Additionally, a $787 million unsecured claim would be allowed for creditors of the company’s Bruce Mansfield coal-fired plant in Pennsylvania, where a fire damaged two of the facility’s three coal-fired units earlier this year and two workers died from exposure to hydrogen sulfide gas in August, according to company filings. Four other employees were injured. The claim would be allowed against FES and its subsidiaries, FirstEnergy Generation and FirstEnergy Nuclear Generation.
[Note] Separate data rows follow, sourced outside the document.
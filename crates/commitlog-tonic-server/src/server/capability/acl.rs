//! Policy-file authorizer.
//!
//! Policies use the casbin CSV form, one rule per line:
//!
//! ```text
//! # subject, object, action
//! p, root, *, produce
//! p, root, *, consume
//! p, , *, consume
//! ```
//!
//! A request is permitted only when a rule matches subject, object, and
//! action exactly. An empty subject field matches the anonymous caller.

use super::Authorizer;
use anyhow::{Context, bail};
use commitlog_tonic_core::{Error, Result};
use std::collections::HashSet;
use std::path::Path;

#[derive(Debug, Default)]
pub struct AclAuthorizer {
    rules: HashSet<(String, String, String)>,
}

impl AclAuthorizer {
    pub fn from_file(path: &Path) -> anyhow::Result<Self> {
        let raw = std::fs::read_to_string(path)
            .with_context(|| format!("failed to read ACL policy {}", path.display()))?;
        Self::parse(&raw).with_context(|| format!("invalid ACL policy {}", path.display()))
    }

    pub fn parse(policy: &str) -> anyhow::Result<Self> {
        let mut rules = HashSet::new();
        for (lineno, line) in policy.lines().enumerate() {
            let line = line.trim();
            if line.is_empty() || line.starts_with('#') {
                continue;
            }
            let fields: Vec<&str> = line.split(',').map(str::trim).collect();
            match fields.as_slice() {
                ["p", subject, object, action] => {
                    rules.insert((subject.to_string(), object.to_string(), action.to_string()));
                }
                _ => bail!(
                    "line {}: expected `p, subject, object, action`, got `{line}`",
                    lineno + 1
                ),
            }
        }
        Ok(Self { rules })
    }

    pub fn len(&self) -> usize {
        self.rules.len()
    }

    pub fn is_empty(&self) -> bool {
        self.rules.is_empty()
    }
}

impl Authorizer for AclAuthorizer {
    fn authorize(&self, subject: &str, object: &str, action: &str) -> Result<()> {
        let key = (subject.to_string(), object.to_string(), action.to_string());
        if self.rules.contains(&key) {
            Ok(())
        } else {
            Err(Error::PermissionDenied {
                subject: subject.to_string(),
                object: object.to_string(),
                action: action.to_string(),
            })
        }
    }
}

/// Permits every request. Used when no policy file is configured.
#[derive(Debug, Default, Clone, Copy)]
pub struct AllowAll;

impl Authorizer for AllowAll {
    fn authorize(&self, _subject: &str, _object: &str, _action: &str) -> Result<()> {
        Ok(())
    }
}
Although FirstEnergy’s Allegheny Energy Supply (AE Supply) subsidiary hasn’t filed for bankruptcy, the agreement would also transfer to creditors its ownership of the Pleasants coal-fired plant, for which it hasn’t found a buyer. (See FirstEnergy Shutting down Unsold Coal Plant.) AE Supply sold off its natural gas and pumped hydro generation assets last year. (See FirstEnergy Selling Merchant Fleet Despite NOPR.)

Earnings

The agreement came as the company also reported unadjusted first-quarter earnings of $1.2 billion ($2.54/diluted share), which improved from $205 million ($0.46/share) during the first quarter last year. Operating earnings of 67 cents/share improved from 52 cents during the same period in 2017 but missed expectations by 1 cent. Revenue increased to approximately $3 billion compared with $2.9 billion a year ago but remained several hundred million dollars below analysts’ expectations.

The company attributed the improved performance to shedding its beleaguered merchant generation fleet.

FirstEnergy earnings q1 2018 bankruptcy
FirstEnergy’s coal-fired Pleasants Power Station in West Virginia would be signed over to creditors as part of an agreement announced Monday that would allow the company to exit the bankruptcy proceedings of its merchant-generation subsidiaries

“Today, we are pleased to report strong earnings that represent FirstEnergy as a fully regulated company,” CEO Charles E. Jones said.

The company raised its forecast range for unadjusted earnings for the year to $3.61 to $3.91/share, but it announced a gloomier forecast for next quarter. Unadjusted earnings are expected to drop to no more than 4 cents/share and could fall to a loss of 6 cents. Operating earnings are expected in the range of 47 to 57 cents/share.

Agreement Conditions

Company executives clarified several of the agreement’s points during a conference call on Monday to discuss the quarterly earnings with financial analysts.

One of the agreement’s conditions allows that if more than 60% of unsecured claims are recovered, FirstEnergy would receive 50% of any additional recovery. Jones acknowledged that such a situation would include any federal bailouts, such as those the company has requested through the Department of Energy, but emphasized that his interest is in keeping the plants open for the well-being of the communities in which they’re operating.

“We’re highly motivated to get support for those generating assets because it would be a mistake for our country for them to close,” he said. “I’m going to keep fighting for support for those plants, because it’s the right thing to do. If it gets to the point where it exceeds the threshold that we’ve got in this agreement with creditors, then, yes, we would share some of that, but that’s not why we’re doing it.”

In exchange for assistance from FirstEnergy during restructuring, the settlement would release the parent company from all claims, including decommissioning obligations for any of the nuclear plants if they are closed as the company has announced, Jones confirmed. (See FES Seeks Bankruptcy, DOE Emergency Order.)

FirstEnergy would waive some intercompany claims and maintain all previously announced guarantees, including pension obligations for FES employees. Creditors agreed to “use their best efforts” to get remaining creditors to join the settlement by June 15.

The agreement must receive sign-off from a federal bankruptcy court in Ohio, along with the boards of directors for FirstEnergy and its subsidiaries, including FirstEnergy Nuclear Operating Co. (FENOC).

FES and FENOC voluntarily filed for Chapter 11 bankruptcy on March 31. FES is FirstEnergy’s merchant generation and retail marketing subsidiary, while FENOC operates FES’ three nuclear plants. The decision, while expected for some time, is nonetheless creating ripples of uncertainty throughout the industry. (See FES Bankruptcy Creating Additional Uncertainty.)